Pathway discovery using transcriptomic profiles in adult-onset severe asthma

Abstract

Rationale Adult-onset severe asthma is characterized by highly symptomatic disease despite high intensity asthma treatments. Understanding of the underlying pathways of this heterogeneous disease needed for the development of targeted treatments. Gene Set Variation Analysis (GSVA) is a statistical technique to identify gene profiles in heterogeneous samples. Objective To identify gene profiles associated with adult-onset severe asthma. Methods This was a cross-sectional, observational study in which adult patients with adult-onset of asthma (defined as starting at ≥18yrs old) as compared to childhood-onset severe asthma (<18 yrs) were selected from the U-BIOPRED cohort. Gene expression was assessed on the total RNA of induced sputum (n=83), nasal brushings (n=41), and endobronchial brushings (n=65) and biopsies (n=47) (Affymetrix HT HG-U133+ PM).
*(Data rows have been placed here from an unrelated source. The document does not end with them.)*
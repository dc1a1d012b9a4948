/// Health check endpoint
pub async fn health() -> &'static str {
	"OK"
}
//! ERC-4626 compliance probe
//!
//! Informational only: callers use it to warn about a misconfigured deposit
//! target, never to decide whether the vault route is taken.

use alloy_primitives::Address;
use alloy_sol_types::{sol, SolCall};
use async_trait::async_trait;
use kite_types::{AdapterResult, VaultProbe};
use tracing::debug;

use crate::rpc::{parse_address, RpcProviders};

sol! {
	interface IERC4626 {
		function asset() external view returns (address);
		function totalAssets() external view returns (uint256);
	}
}

#[derive(Debug, Clone)]
pub struct Erc4626Probe {
	providers: RpcProviders,
}

impl Erc4626Probe {
	pub fn new(providers: RpcProviders) -> Self {
		Self { providers }
	}
}

#[async_trait]
impl VaultProbe for Erc4626Probe {
	/// True when both `asset()` and `totalAssets()` answer with well-formed values
	async fn is_erc4626(&self, chain_id: u64, vault: &str) -> AdapterResult<bool> {
		let rpc = self.providers.get(chain_id)?;
		let vault = parse_address(vault)?;

		let asset = match rpc
			.eth_call(vault, IERC4626::assetCall {}.abi_encode().into())
			.await
		{
			Ok(raw) => IERC4626::assetCall::abi_decode_returns(&raw, true).ok(),
			Err(e) => {
				debug!("asset() probe failed for {}: {}", vault, e);
				None
			},
		};
		let Some(asset) = asset.map(|r| r._0) else {
			return Ok(false);
		};
		if asset == Address::ZERO {
			return Ok(false);
		}

		let total_assets = match rpc
			.eth_call(vault, IERC4626::totalAssetsCall {}.abi_encode().into())
			.await
		{
			Ok(raw) => IERC4626::totalAssetsCall::abi_decode_returns(&raw, true).is_ok(),
			Err(e) => {
				debug!("totalAssets() probe failed for {}: {}", vault, e);
				false
			},
		};

		Ok(total_assets)
	}
}
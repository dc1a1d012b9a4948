//! Kite Router Server
//!
//! Main entry point for the deposit router HTTP service

use kite_router::KiteBuilder;

#[tokio::main]
async fn main() -> Result<(), Box<dyn std::error::Error>> {
	KiteBuilder::new().start_server().await
}
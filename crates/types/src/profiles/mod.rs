//! ENS recipient profile and the Kite text records that describe it

use serde::{Deserialize, Serialize};
use thiserror::Error;

use crate::adapters::AdapterError;

/// Text record holding the recipient's preferred destination chain (id or name)
pub const TEXT_PREFERRED_CHAIN: &str = "kite.preferred_chain";
/// Text record holding the recipient's preferred token (symbol or address)
pub const TEXT_PREFERRED_TOKEN: &str = "kite.preferred_token";
/// Text record holding the vault the recipient wants deposits routed into
pub const TEXT_DEPOSIT_TARGET: &str = "kite.deposit_target";

/// All Kite text record keys, in the order they are read
pub const KITE_TEXT_KEYS: [&str; 3] = [
	TEXT_PREFERRED_CHAIN,
	TEXT_PREFERRED_TOKEN,
	TEXT_DEPOSIT_TARGET,
];

/// Recipient profile read from ENS; consumed, never mutated, by the deposit flow
#[derive(Debug, Clone, PartialEq, Serialize, Deserialize)]
#[serde(rename_all = "camelCase")]
pub struct EnsProfile {
	pub name: String,
	pub address: String,
	pub preferred_chain: Option<u64>,
	pub preferred_token: Option<String>,
	pub deposit_target: Option<String>,
}

impl EnsProfile {
	pub fn new(name: impl Into<String>, address: impl Into<String>) -> Self {
		Self {
			name: name.into(),
			address: address.into(),
			preferred_chain: None,
			preferred_token: None,
			deposit_target: None,
		}
	}

	pub fn has_kite_records(&self) -> bool {
		self.preferred_chain.is_some()
			|| self.preferred_token.is_some()
			|| self.deposit_target.is_some()
	}
}

/// Values to write into the Kite text records; `None` leaves a record untouched
#[derive(Debug, Clone, Default, PartialEq, Serialize, Deserialize)]
#[serde(rename_all = "camelCase")]
pub struct ProfileUpdate {
	pub preferred_chain: Option<u64>,
	pub preferred_token: Option<String>,
	pub deposit_target: Option<String>,
}

#[derive(Error, Debug)]
pub enum ProfileError {
	#[error("Invalid ENS name: {name}")]
	InvalidName { name: String },

	#[error("ENS name {name} does not resolve to an address")]
	NotFound { name: String },

	#[error("Invalid value for {key}: {value}")]
	InvalidRecord { key: String, value: String },

	#[error("ENS lookup failed: {0}")]
	Resolver(#[from] AdapterError),
}
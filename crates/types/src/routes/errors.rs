//! Error types for route requests and route acquisition

use crate::adapters::AdapterError;
use thiserror::Error;

/// Reasons a route request is rejected before any vendor call
#[derive(Error, Debug, Clone, PartialEq)]
pub enum RequestValidationError {
	#[error("Missing required field: {field}")]
	MissingRequiredField { field: String },

	#[error("Invalid amount: {reason}")]
	InvalidAmount { reason: String },

	#[error("Amount must be greater than zero")]
	ZeroAmount,

	#[error("Invalid address for {field}: {value}")]
	InvalidAddress { field: String, value: String },

	#[error("Invalid slippage: {value} (must be between 0 and 1)")]
	InvalidSlippage { value: f64 },

	#[error("Invalid chain ID for {field}")]
	InvalidChainId { field: String },
}

pub type RequestValidationResult<T> = Result<T, RequestValidationError>;

/// Route acquisition errors surfaced to the user
#[derive(Error, Debug)]
pub enum RouteError {
	#[error("Invalid route request: {0}")]
	InvalidRequest(#[from] RequestValidationError),

	#[error("No routes available for this transfer")]
	NoRoutes,

	#[error("Route provider error: {0}")]
	Vendor(#[from] AdapterError),
}

impl RouteError {
	/// Short machine-readable code used by the HTTP layer
	pub fn code(&self) -> &'static str {
		match self {
			RouteError::InvalidRequest(_) => "INVALID_REQUEST",
			RouteError::NoRoutes => "NO_ROUTES",
			RouteError::Vendor(_) => "ROUTE_PROVIDER_ERROR",
		}
	}
}

pub type RouteResult<T> = Result<T, RouteError>;
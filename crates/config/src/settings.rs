//! Configuration settings structures

use crate::{configurable_value::ConfigurableValue, ConfigurableValueError};
use kite_types::{is_valid_evm_address, is_zero_address, SecretString};
use serde::{Deserialize, Serialize};
use std::collections::HashMap;
use thiserror::Error;

/// Main application settings
#[derive(Debug, Serialize, Deserialize, Clone)]
pub struct Settings {
	pub server: ServerSettings,
	pub lifi: LifiSettings,
	pub routing: RoutingSettings,
	#[serde(default)]
	pub vaults: Vec<VaultConfig>,
	#[serde(default)]
	pub kite_safe: Vec<KiteSafeConfig>,
	pub ens: EnsSettings,
	/// JSON-RPC endpoint per chain id (keys are decimal chain ids)
	#[serde(default)]
	pub rpc: HashMap<String, String>,
	pub balances: BalanceSettings,
	pub history: HistorySettings,
	pub logging: LoggingSettings,
}

/// Server configuration
#[derive(Debug, Serialize, Deserialize, Clone)]
pub struct ServerSettings {
	pub host: String,
	pub port: u16,
}

/// Routing vendor (LI.FI) configuration
#[derive(Debug, Serialize, Deserialize, Clone)]
pub struct LifiSettings {
	pub endpoint: String,
	/// Optional API key sent as `x-lifi-api-key`
	///
	/// Example configurations:
	/// - Environment variable: `{"type": "env", "value": "LIFI_API_KEY"}`
	/// - Plain value: `{"type": "plain", "value": "your-key-here"}`
	#[serde(default)]
	pub api_key: Option<ConfigurableValue>,
	pub integrator: String,
	/// Slippage applied when a request does not carry its own, as a fraction
	pub default_slippage: f64,
	/// Interval between `/status` polls for cross-chain steps
	pub status_poll_interval_ms: u64,
	/// Request timeout for HTTP clients
	pub request_timeout_ms: u64,
}

/// Route fetching behaviour
#[derive(Debug, Serialize, Deserialize, Clone)]
pub struct RoutingSettings {
	pub debounce_ms: u64,
	/// Vendor ordering hint (`CHEAPEST`, `FASTEST`, ...)
	pub order: String,
	/// Default destination chain when a profile has no preference
	pub default_chain_id: u64,
}

/// A vault known to accept composer deposits
#[derive(Debug, Serialize, Deserialize, Clone, PartialEq)]
pub struct VaultConfig {
	pub chain_id: u64,
	pub address: String,
	pub name: String,
	#[serde(default)]
	pub asset_symbol: Option<String>,
}

/// Deployed KiteSafe deposit wrapper
#[derive(Debug, Serialize, Deserialize, Clone, PartialEq)]
pub struct KiteSafeConfig {
	pub chain_id: u64,
	pub address: String,
}

/// ENS lookups run against mainnet
#[derive(Debug, Serialize, Deserialize, Clone)]
pub struct EnsSettings {
	pub rpc_url: ConfigurableValue,
}

/// Token balance provider (Alchemy)
#[derive(Debug, Serialize, Deserialize, Clone)]
pub struct BalanceSettings {
	pub api_key: ConfigurableValue,
	/// Alchemy network slug per chain id (keys are decimal chain ids)
	pub networks: HashMap<String, String>,
}

/// History persistence; in-memory when no path is set
#[derive(Debug, Serialize, Deserialize, Clone, Default)]
pub struct HistorySettings {
	#[serde(default)]
	pub path: Option<String>,
}

/// Logging configuration
#[derive(Debug, Serialize, Deserialize, Clone)]
pub struct LoggingSettings {
	pub level: String,
	pub format: LogFormat,
	pub structured: bool,
}

/// Log format options
#[derive(Debug, Serialize, Deserialize, Clone, PartialEq)]
#[serde(rename_all = "lowercase")]
pub enum LogFormat {
	Json,
	Pretty,
	Compact,
}

#[derive(Debug, Error, PartialEq)]
pub enum ConfigValidationError {
	#[error("routing.debounce_ms must be positive")]
	ZeroDebounce,
	#[error("Invalid vault address for chain {chain_id}: {address}")]
	InvalidVaultAddress { chain_id: u64, address: String },
	#[error("Invalid KiteSafe address for chain {chain_id}: {address}")]
	InvalidKiteSafeAddress { chain_id: u64, address: String },
	#[error("lifi.default_slippage must be within (0, 1), got {0}")]
	InvalidSlippage(f64),
	#[error("Invalid chain id key in {section}: {key}")]
	InvalidChainKey { section: String, key: String },
}

impl Default for Settings {
	fn default() -> Self {
		Self {
			server: ServerSettings {
				host: "0.0.0.0".to_string(),
				port: 3000,
			},
			lifi: LifiSettings {
				endpoint: "https://li.quest/v1".to_string(),
				api_key: None,
				integrator: "kite".to_string(),
				default_slippage: 0.005,
				status_poll_interval_ms: 5000,
				request_timeout_ms: 30_000,
			},
			routing: RoutingSettings {
				debounce_ms: 500,
				order: "CHEAPEST".to_string(),
				default_chain_id: 8453,
			},
			vaults: Vec::new(),
			kite_safe: Vec::new(),
			ens: EnsSettings {
				rpc_url: ConfigurableValue::from_plain("https://eth.llamarpc.com"),
			},
			rpc: HashMap::new(),
			balances: BalanceSettings {
				api_key: ConfigurableValue::from_env("ALCHEMY_API_KEY"),
				networks: default_alchemy_networks(),
			},
			history: HistorySettings::default(),
			logging: LoggingSettings {
				level: "info".to_string(),
				format: LogFormat::Pretty,
				structured: false,
			},
		}
	}
}

fn default_alchemy_networks() -> HashMap<String, String> {
	[
		(1u64, "eth-mainnet"),
		(10, "opt-mainnet"),
		(137, "polygon-mainnet"),
		(8453, "base-mainnet"),
		(42161, "arb-mainnet"),
	]
	.into_iter()
	.map(|(id, slug)| (id.to_string(), slug.to_string()))
	.collect()
}

impl Settings {
	/// Get server bind address
	pub fn bind_address(&self) -> String {
		format!("{}:{}", self.server.host, self.server.port)
	}

	/// Check ranges and addresses that serde cannot express
	pub fn validate(&self) -> Result<(), ConfigValidationError> {
		if self.routing.debounce_ms == 0 {
			return Err(ConfigValidationError::ZeroDebounce);
		}
		let slippage = self.lifi.default_slippage;
		if !(slippage > 0.0 && slippage < 1.0) {
			return Err(ConfigValidationError::InvalidSlippage(slippage));
		}
		for vault in &self.vaults {
			if !is_valid_evm_address(&vault.address) || is_zero_address(&vault.address) {
				return Err(ConfigValidationError::InvalidVaultAddress {
					chain_id: vault.chain_id,
					address: vault.address.clone(),
				});
			}
		}
		for safe in &self.kite_safe {
			if !is_valid_evm_address(&safe.address) || is_zero_address(&safe.address) {
				return Err(ConfigValidationError::InvalidKiteSafeAddress {
					chain_id: safe.chain_id,
					address: safe.address.clone(),
				});
			}
		}
		parse_chain_keys("rpc", &self.rpc)?;
		parse_chain_keys("balances.networks", &self.balances.networks)?;
		Ok(())
	}

	/// RPC endpoints keyed by chain id
	pub fn rpc_urls(&self) -> Result<HashMap<u64, String>, ConfigValidationError> {
		parse_chain_keys("rpc", &self.rpc)
	}

	/// Alchemy network slugs keyed by chain id
	pub fn balance_networks(&self) -> Result<HashMap<u64, String>, ConfigValidationError> {
		parse_chain_keys("balances.networks", &self.balances.networks)
	}

	pub fn kite_safe_for(&self, chain_id: u64) -> Option<&str> {
		self.kite_safe
			.iter()
			.find(|s| s.chain_id == chain_id)
			.map(|s| s.address.as_str())
	}

	/// LI.FI API key, if configured
	pub fn get_lifi_api_key(&self) -> Result<Option<SecretString>, ConfigurableValueError> {
		self.lifi
			.api_key
			.as_ref()
			.map(|value| value.resolve_for_secret())
			.transpose()
	}

	/// Balance provider key; an empty value counts as not configured
	pub fn get_balance_api_key(&self) -> Option<SecretString> {
		self.balances
			.api_key
			.resolve_for_secret()
			.ok()
			.filter(|key| !key.is_empty())
	}

	pub fn get_ens_rpc_url(&self) -> Result<String, ConfigurableValueError> {
		self.ens.rpc_url.resolve()
	}
}

fn parse_chain_keys(
	section: &str,
	map: &HashMap<String, String>,
) -> Result<HashMap<u64, String>, ConfigValidationError> {
	map.iter()
		.map(|(key, value)| {
			key.trim()
				.parse::<u64>()
				.map(|id| (id, value.clone()))
				.map_err(|_| ConfigValidationError::InvalidChainKey {
					section: section.to_string(),
					key: key.clone(),
				})
		})
		.collect()
}

#[cfg(test)]
mod tests {
	use super::*;

	#[test]
	fn test_default_settings_are_valid() {
		let settings = Settings::default();
		assert!(settings.validate().is_ok());
		assert_eq!(settings.bind_address(), "0.0.0.0:3000");
		assert_eq!(settings.balance_networks().unwrap()[&8453], "base-mainnet");
	}

	#[test]
	fn test_zero_debounce_rejected() {
		let mut settings = Settings::default();
		settings.routing.debounce_ms = 0;
		assert_eq!(settings.validate(), Err(ConfigValidationError::ZeroDebounce));
	}

	#[test]
	fn test_invalid_vault_rejected() {
		let mut settings = Settings::default();
		settings.vaults.push(VaultConfig {
			chain_id: 10,
			address: "0x1234".to_string(),
			name: "broken".to_string(),
			asset_symbol: None,
		});
		assert!(matches!(
			settings.validate(),
			Err(ConfigValidationError::InvalidVaultAddress { chain_id: 10, .. })
		));
	}

	#[test]
	fn test_invalid_chain_key_rejected() {
		let mut settings = Settings::default();
		settings
			.rpc
			.insert("base".to_string(), "https://base.example".to_string());
		assert!(matches!(
			settings.validate(),
			Err(ConfigValidationError::InvalidChainKey { .. })
		));
	}

	#[test]
	fn test_kite_safe_lookup() {
		let mut settings = Settings::default();
		settings.kite_safe.push(KiteSafeConfig {
			chain_id: 8453,
			address: "0x1111111111111111111111111111111111111111".to_string(),
		});
		assert!(settings.kite_safe_for(8453).is_some());
		assert!(settings.kite_safe_for(1).is_none());
	}

	#[test]
	fn test_empty_balance_key_is_not_configured() {
		let mut settings = Settings::default();
		settings.balances.api_key = ConfigurableValue::from_plain("  ");
		assert!(settings.get_balance_api_key().is_none());
		settings.balances.api_key = ConfigurableValue::from_plain("alchemy-key");
		assert!(settings.get_balance_api_key().is_some());
	}
}
use axum::{
	extract::{Path, State},
	http::StatusCode,
	response::Json,
};
use kite_service::{deposit_banner, resolve_destination_chain, DepositBanner};
use kite_types::{EnsProfile, ProfileError};
use serde::Serialize;
use tracing::{debug, warn};

use crate::handlers::common::{api_error, ApiError};
use crate::state::AppState;

/// Recipient profile together with what a deposit to it would do
#[derive(Debug, Serialize)]
#[serde(rename_all = "camelCase")]
pub struct ProfileResponse {
	pub profile: EnsProfile,
	pub destination_chain_id: u64,
	pub deposit: DepositBanner,
	pub message: String,
	/// On-chain ERC-4626 check of the deposit target; informational only
	#[serde(skip_serializing_if = "Option::is_none")]
	pub vault_erc4626: Option<bool>,
}

/// GET /api/profiles/{name}
pub async fn get_profile(
	State(state): State<AppState>,
	Path(name): Path<String>,
) -> Result<Json<ProfileResponse>, ApiError> {
	let profile = state.profile_service.load(&name).await.map_err(|e| match &e {
		ProfileError::InvalidName { .. } | ProfileError::InvalidRecord { .. } => {
			api_error(StatusCode::BAD_REQUEST, "INVALID_NAME", e.to_string())
		},
		ProfileError::NotFound { .. } => api_error(StatusCode::NOT_FOUND, "NOT_FOUND", e.to_string()),
		ProfileError::Resolver(_) => {
			warn!("ENS lookup for {} failed: {}", name, e);
			api_error(StatusCode::BAD_GATEWAY, "ENS_ERROR", e.to_string())
		},
	})?;

	let destination_chain_id = resolve_destination_chain(&profile, state.default_chain_id);
	let deposit = deposit_banner(&profile, destination_chain_id, state.route_service.vaults());

	let vault_erc4626 = match (&state.vault_probe, profile.deposit_target.as_deref()) {
		(Some(probe), Some(target)) => match probe.is_erc4626(destination_chain_id, target).await {
			Ok(compliant) => Some(compliant),
			Err(e) => {
				debug!("ERC-4626 probe of {} failed: {}", target, e);
				None
			},
		},
		_ => None,
	};

	Ok(Json(ProfileResponse {
		message: deposit.message(),
		profile,
		destination_chain_id,
		deposit,
		vault_erc4626,
	}))
}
GSVA was used to identify differentially enriched pre-defined gene signatures of leukocyte lineage, inflammatory and induced lung injury pathways. Results Significant differentially enriched gene signatures in patients with adult-onset as compared to childhood-onset severe asthma were identified in nasal brushings (5 signatures), sputum (3 signatures) and endobronchial brushings (6 signatures). Signatures associated with eosinophilic airway inflammation, mast cells and group 3 innate lymphoid cells (ILC3) were more enriched in adult-onset severe asthma, whereas signatures associated with induced lung injury were less enriched in adult-onset severe asthma. Conclusions Adult-onset severe asthma is characterized by inflammatory pathways involving eosinophils, mast cells and ILC3s. These pathways could represent useful targets for the treatment of adult-onset severe asthma.